**Data for this task:**
<<<<
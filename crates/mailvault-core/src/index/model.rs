//! Index data models.

use chrono::{DateTime, Utc};
use serde::{Deserialize, Serialize};

/// One row of the `email_index` table: normalized metadata for one archive
/// message. Written once per message, insert-or-replace on the natural key
/// so re-runs are idempotent.
#[derive(Debug, Clone)]
pub struct MessageRecord {
    /// Owning case/project id.
    pub profile_id: String,
    /// Profile type (`project` or `case`).
    pub profile_type: String,
    /// Absolute path of the source archive.
    pub source_path: String,
    /// Protocol-level message id, when the archive carries one.
    pub message_id: Option<String>,
    /// Trimmed `In-Reply-To` value.
    pub in_reply_to: Option<String>,
    /// Message subject.
    pub subject: String,
    /// Sender address or display name.
    pub from_address: String,
    /// To recipients display string.
    pub to_addresses: String,
    /// Cc recipients display string.
    pub cc_addresses: String,
    /// When the message was sent (RFC 3339), when known.
    pub date_sent: Option<String>,
    /// Opaque conversation-index token (hex), when present.
    pub conversation_index: Option<String>,
    /// Resolved thread id. Always present; the resolver guarantees a
    /// fallback.
    pub thread_id: String,
    /// Slash-joined folder provenance within the archive.
    pub folder_path: String,
    /// Matched keyword labels, sorted.
    pub keywords: Vec<String>,
    /// Matched stakeholder display names, sorted.
    pub stakeholders: Vec<String>,
    /// Number of attachments carried by the message.
    pub attachments_count: u32,
    /// Whether the message has any attachments.
    pub has_attachments: bool,
    /// When this row was indexed.
    pub indexed_at: DateTime<Utc>,
    /// Base name of the source archive.
    pub source_archive_name: String,
}

impl MessageRecord {
    /// Natural identity for the idempotent upsert: the message id when
    /// present, otherwise folder path + subject + date.
    #[must_use]
    pub fn natural_key(&self) -> String {
        self.message_id.clone().unwrap_or_else(|| {
            format!(
                "{}|{}|{}",
                self.folder_path,
                self.subject,
                self.date_sent.as_deref().unwrap_or("")
            )
        })
    }
}

/// One row of the `attachments` table: provenance for one logical
/// attachment occurrence. The blob itself is deduplicated by the content
/// store; record rows are written per occurrence.
#[derive(Debug, Clone)]
pub struct AttachmentRecord {
    /// Owning case/project id.
    pub profile_id: String,
    /// Message id of the owning email, when it had one.
    pub email_reference_id: Option<String>,
    /// Original attachment filename.
    pub filename: String,
    /// Where the deduplicated blob lives.
    pub storage_path: String,
    /// Payload size in bytes.
    pub size_bytes: i64,
    /// Declared MIME type.
    pub mime_type: String,
    /// Base name of the source archive.
    pub source_archive_name: String,
    /// Hex SHA-256 of the payload.
    pub content_hash: String,
    /// Whether the archive marked the attachment inline.
    pub is_inline: bool,
    /// Sender of the owning email.
    pub from_email: String,
    /// When the owning email was sent (RFC 3339), when known.
    pub date_sent: Option<String>,
    /// Keyword labels matched on the owning email, sorted.
    pub keywords: Vec<String>,
    /// Stakeholder display names matched on the owning email, sorted.
    pub stakeholders: Vec<String>,
    /// When the attachment was extracted.
    pub extracted_at: DateTime<Utc>,
    /// Downstream document classification; null at ingestion time.
    pub document_type: Option<String>,
}

/// Result of the status query: a simple count against the index,
/// independent of any in-flight run.
#[derive(Debug, Clone, Serialize, Deserialize)]
pub struct IngestionStatus {
    /// Indexed email count for the profile.
    pub total_emails: i64,
    /// `"complete"` or `"error"`.
    pub status: String,
    /// Error message when the query failed.
    #[serde(skip_serializing_if = "Option::is_none")]
    pub error: Option<String>,
}

#[cfg(test)]
mod tests {
    use super::*;

    fn record() -> MessageRecord {
        MessageRecord {
            profile_id: "p1".to_string(),
            profile_type: "project".to_string(),
            source_path: "/archives/export".to_string(),
            message_id: Some("<m1@example.com>".to_string()),
            in_reply_to: None,
            subject: "Weekly update".to_string(),
            from_address: "a@example.com".to_string(),
            to_addresses: String::new(),
            cc_addresses: String::new(),
            date_sent: Some("2024-03-01T10:00:00+00:00".to_string()),
            conversation_index: None,
            thread_id: "thread-abc".to_string(),
            folder_path: "Root/Inbox".to_string(),
            keywords: vec![],
            stakeholders: vec![],
            attachments_count: 0,
            has_attachments: false,
            indexed_at: Utc::now(),
            source_archive_name: "export".to_string(),
        }
    }

    #[test]
    fn test_natural_key_uses_message_id() {
        assert_eq!(record().natural_key(), "<m1@example.com>");
    }

    #[test]
    fn test_natural_key_fallback_without_message_id() {
        let mut r = record();
        r.message_id = None;
        assert_eq!(
            r.natural_key(),
            "Root/Inbox|Weekly update|2024-03-01T10:00:00+00:00"
        );
    }
}
//! End-to-end list synchronization scenarios across controller, gateway,
//! remote store, and cache.

use std::sync::Arc;

use pretty_assertions::assert_eq;
use trolley_core::cache::{CacheStore, LibSqlCacheStore, MemoryCacheStore};
use trolley_core::remote::{LibSqlListStore, MemoryListStore, RemoteListSource};
use trolley_core::sync::ViewSource;
use trolley_core::{
    Backend, Connectivity, Error, Item, MutationGateway, SyncController, SyncPhase, UserId,
    Visibility,
};

struct Client<R, C> {
    controller: SyncController<R, C>,
    gateway: MutationGateway<R, C>,
}

async fn client<R, C>(
    remote: Arc<R>,
    cache: Arc<C>,
    connectivity: Connectivity,
    user: &str,
) -> Client<R, C>
where
    R: RemoteListSource + 'static,
    C: CacheStore + 'static,
{
    let mut controller = SyncController::new(Backend::new(remote, cache, connectivity));
    let session = controller.sign_in(UserId::from(user)).await;
    assert!(controller.next_event().await);
    Client {
        controller,
        gateway: MutationGateway::new(session),
    }
}

async fn names<R, C>(client: &Client<R, C>) -> Vec<String>
where
    R: RemoteListSource,
    C: CacheStore,
{
    client
        .gateway
        .session()
        .view()
        .lock()
        .await
        .lists()
        .iter()
        .map(|list| list.name.clone())
        .collect()
}

#[tokio::test(flavor = "multi_thread")]
async fn create_then_read_yields_one_owned_list() {
    let remote = Arc::new(MemoryListStore::new());
    let alice = client(
        Arc::clone(&remote),
        Arc::new(MemoryCacheStore::new()),
        Connectivity::online(),
        "alice",
    )
    .await;

    alice
        .gateway
        .create("Groceries", &["Milk", "Eggs"], Visibility::Private)
        .await
        .unwrap();

    let mut subscription = remote.subscribe(&UserId::from("alice")).await.unwrap();
    let snapshot = subscription.next().await.unwrap().unwrap();
    assert_eq!(snapshot.len(), 1);
    assert_eq!(snapshot[0].name, "Groceries");
    assert_eq!(snapshot[0].items, vec![Item::new("Milk"), Item::new("Eggs")]);
    assert_eq!(snapshot[0].owner_id, UserId::from("alice"));
}

#[tokio::test(flavor = "multi_thread")]
async fn non_owner_update_leaves_document_unchanged() {
    let remote = Arc::new(MemoryListStore::new());
    let alice = client(
        Arc::clone(&remote),
        Arc::new(MemoryCacheStore::new()),
        Connectivity::online(),
        "alice",
    )
    .await;
    let list = alice
        .gateway
        .create("Groceries", &["Milk"], Visibility::Private)
        .await
        .unwrap();
    alice.gateway.share(&list.id, &UserId::from("bob")).await.unwrap();
    let before = remote.fetch(&list.id).await.unwrap().unwrap();

    let bob = client(
        Arc::clone(&remote),
        Arc::new(MemoryCacheStore::new()),
        Connectivity::online(),
        "bob",
    )
    .await;
    let error = bob
        .gateway
        .update(&list.id, "Bob's now", &[Item::new("Chips")])
        .await
        .unwrap_err();

    assert!(matches!(error, Error::Permission(_)));
    assert_eq!(remote.fetch(&list.id).await.unwrap().unwrap(), before);
}

#[tokio::test(flavor = "multi_thread")]
async fn sharing_twice_records_user_once() {
    let remote = Arc::new(MemoryListStore::new());
    let alice = client(
        Arc::clone(&remote),
        Arc::new(MemoryCacheStore::new()),
        Connectivity::online(),
        "alice",
    )
    .await;
    let list = alice
        .gateway
        .create("Groceries", &["Milk"], Visibility::Private)
        .await
        .unwrap();

    alice.gateway.share(&list.id, &UserId::from("bob")).await.unwrap();
    let second = alice.gateway.share(&list.id, &UserId::from("bob")).await;

    assert!(matches!(second, Err(Error::DuplicateShare { .. })));
    let stored = remote.fetch(&list.id).await.unwrap().unwrap();
    assert_eq!(
        stored
            .shared_with
            .iter()
            .filter(|user| **user == UserId::from("bob"))
            .count(),
        1
    );
}

#[tokio::test(flavor = "multi_thread")]
async fn toggling_twice_restores_checked_state() {
    let remote = Arc::new(MemoryListStore::new());
    let alice = client(
        Arc::clone(&remote),
        Arc::new(MemoryCacheStore::new()),
        Connectivity::online(),
        "alice",
    )
    .await;
    let list = alice
        .gateway
        .create("Groceries", &["Milk", "Eggs"], Visibility::Private)
        .await
        .unwrap();

    alice.gateway.toggle_item_checked(&list.id, 0).await.unwrap();
    alice.gateway.toggle_item_checked(&list.id, 0).await.unwrap();

    let stored = remote.fetch(&list.id).await.unwrap().unwrap();
    assert!(!stored.items[0].checked);
}

#[tokio::test(flavor = "multi_thread")]
async fn connectivity_round_trip_switches_sources_without_writes() {
    let remote = Arc::new(MemoryListStore::new());
    let connectivity = Connectivity::online();
    let mut alice = client(
        Arc::clone(&remote),
        Arc::new(MemoryCacheStore::new()),
        connectivity.clone(),
        "alice",
    )
    .await;
    alice
        .gateway
        .create("Groceries", &["Milk"], Visibility::Private)
        .await
        .unwrap();
    alice.controller.next_event().await;
    alice.controller.flush_cache_writes().await;
    let view = Arc::clone(alice.gateway.session().view());
    assert_eq!(view.lock().await.source(), ViewSource::Remote);

    alice.controller.set_online(false).await;
    let writes = remote.write_attempts();
    assert_eq!(alice.controller.phase(), SyncPhase::CacheFallback);
    assert_eq!(view.lock().await.source(), ViewSource::Cache);
    assert_eq!(names(&alice).await, vec!["Groceries".to_string()]);

    let offline = alice
        .gateway
        .create("Hardware", &["Nails"], Visibility::Private)
        .await;
    assert!(matches!(offline, Err(Error::Offline(_))));
    assert_eq!(remote.write_attempts(), writes);

    // Another device adds a list while this one is offline.
    remote
        .create(
            &UserId::from("alice"),
            &trolley_core::models::ListDraft::new("Pharmacy", &["Aspirin"], Visibility::Private)
                .unwrap(),
        )
        .await
        .unwrap();

    alice.controller.set_online(true).await;
    assert!(alice.controller.next_event().await);
    assert_eq!(alice.controller.phase(), SyncPhase::Live);
    assert_eq!(view.lock().await.source(), ViewSource::Remote);
    assert_eq!(
        names(&alice).await,
        vec!["Groceries".to_string(), "Pharmacy".to_string()]
    );
}

#[tokio::test(flavor = "multi_thread")]
async fn shared_list_appears_for_recipient_after_reattach() {
    let remote = Arc::new(LibSqlListStore::open_in_memory().await.unwrap());
    let alice = client(
        Arc::clone(&remote),
        Arc::new(LibSqlCacheStore::open_in_memory().await.unwrap()),
        Connectivity::online(),
        "alice",
    )
    .await;
    let mut bob = client(
        Arc::clone(&remote),
        Arc::new(LibSqlCacheStore::open_in_memory().await.unwrap()),
        Connectivity::online(),
        "bob",
    )
    .await;

    let list = alice
        .gateway
        .create("Groceries", &["Milk", "Eggs"], Visibility::Private)
        .await
        .unwrap();
    alice.gateway.share(&list.id, &UserId::from("bob")).await.unwrap();

    bob.controller.detach();
    bob.controller.attach().await;
    assert!(bob.controller.next_event().await);

    let visible = bob.gateway.session().view().lock().await.visible_lists();
    assert_eq!(visible.len(), 1);
    assert_eq!(visible[0].list.name, "Groceries");
    assert!(!visible[0].is_owner);
}

#[tokio::test(flavor = "multi_thread")]
async fn offline_delete_keeps_list_in_view() {
    let remote = Arc::new(MemoryListStore::new());
    let mut alice = client(
        Arc::clone(&remote),
        Arc::new(MemoryCacheStore::new()),
        Connectivity::online(),
        "alice",
    )
    .await;
    let list = alice
        .gateway
        .create("Groceries", &["Milk"], Visibility::Private)
        .await
        .unwrap();
    alice.controller.next_event().await;

    alice.controller.set_online(false).await;
    let error = alice.gateway.delete(&list.id).await.unwrap_err();

    assert!(matches!(error, Error::Offline(_)));
    assert_eq!(
        error.user_message(),
        "You are offline. Reconnect to delete a list."
    );
    let view = alice.gateway.session().view().lock().await;
    assert!(view.find(&list.id).is_some());
    assert_eq!(remote.documents().len(), 1);
}

#[tokio::test(flavor = "multi_thread")]
async fn next_user_never_sees_previous_users_cache() {
    let remote = Arc::new(MemoryListStore::new());
    let cache = Arc::new(MemoryCacheStore::new());
    let connectivity = Connectivity::online();
    let mut alice = client(
        Arc::clone(&remote),
        Arc::clone(&cache),
        connectivity.clone(),
        "alice",
    )
    .await;
    alice
        .gateway
        .create("Groceries", &["Milk"], Visibility::Private)
        .await
        .unwrap();
    alice.controller.next_event().await;
    alice.controller.flush_cache_writes().await;

    connectivity.set_online(false);
    let session = alice.controller.sign_in(UserId::from("carol")).await;

    assert_eq!(alice.controller.phase(), SyncPhase::CacheFallback);
    assert!(session.view().lock().await.is_empty());
    assert!(cache.peek("shopping_lists_alice").is_some());
}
>>>>
**How to complete this task:** Repeat the entries above exactly, beginning at their first line and ending with the line that contains "message was sent (RFC 3339), when known.", with nothing added.

**Response to this task:**
filename crates/mailvault-core/src/index/model.rs
//! Index data models.

use chrono::{DateTime, Utc};
use serde::{Deserialize, Serialize};

/// One row of the `email_index` table: normalized metadata for one archive
/// message. Written once per message, insert-or-replace on the natural key
/// so re-runs are idempotent.
#[derive(Debug, Clone)]
pub struct MessageRecord {
    /// Owning case/project id.
    pub profile_id: String,
    /// Profile type (`project` or `case`).
    pub profile_type: String,
    /// Absolute path of the source archive.
    pub source_path: String,
    /// Protocol-level message id, when the archive carries one.
    pub message_id: Option<String>,
    /// Trimmed `In-Reply-To` value.
    pub in_reply_to: Option<String>,
    /// Message subject.
    pub subject: String,
    /// Sender address or display name.
    pub from_address: String,
    /// To recipients display string.
    pub to_addresses: String,
    /// Cc recipients display string.
    pub cc_addresses: String,
    /// When the message was sent (RFC 3339), when known.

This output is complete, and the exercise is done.